*What is expected*:
For each line below that contains the string "take", copy that line.

*Source material*:

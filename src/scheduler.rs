//! Fixed-period driver on a dedicated thread.
//!
//! [`Scheduler::start`] runs a closure every `period` until [`Scheduler::stop`],
//! which signals the thread and joins it. A tick already running is allowed to
//! finish; no tick starts after `stop` returns.

use std::sync::mpsc::{self, RecvTimeoutError, Sender};
use std::thread::JoinHandle;
use std::time::{Duration, Instant};

use log::{debug, error};

pub struct Scheduler {
    stop_tx: Option<Sender<()>>,
    handle: Option<JoinHandle<()>>,
}

impl Scheduler {
    /// Spawn the driver thread. `name` labels the thread for logs and panics.
    pub fn start<F>(name: impl Into<String>, period: Duration, mut tick: F) -> std::io::Result<Self>
    where
        F: FnMut() + Send + 'static,
    {
        let (stop_tx, stop_rx) = mpsc::channel::<()>();
        let name = name.into();
        let handle = std::thread::Builder::new().name(name.clone()).spawn(move || {
            debug!("scheduler started name={} period_ms={}", name, period.as_millis());
            let mut deadline = Instant::now() + period;
            loop {
                let wait = deadline.saturating_duration_since(Instant::now());
                match stop_rx.recv_timeout(wait) {
                    Err(RecvTimeoutError::Timeout) => {
                        tick();
                        deadline += period;
                        // after a long pause, skip missed ticks instead of bursting
                        let now = Instant::now();
                        if deadline < now {
                            deadline = now + period;
                        }
                    }
                    Ok(()) | Err(RecvTimeoutError::Disconnected) => break,
                }
            }
            debug!("scheduler stopped name={}", name);
        })?;
        Ok(Self {
            stop_tx: Some(stop_tx),
            handle: Some(handle),
        })
    }

    pub fn is_running(&self) -> bool {
        self.handle.is_some()
    }

    /// Stop the driver and wait for the thread to exit. Calling again is a no-op.
    pub fn stop(&mut self) {
        if let Some(tx) = self.stop_tx.take() {
            let _ = tx.send(());
        }
        if let Some(handle) = self.handle.take() {
            if handle.join().is_err() {
                error!("scheduler thread panicked");
            }
        }
    }
}

impl Drop for Scheduler {
    fn drop(&mut self) {
        self.stop();
    }
}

*Solution for this task*:
        if let Some(tx) = self.stop_tx.take() {
        if let Some(handle) = self.handle.take() {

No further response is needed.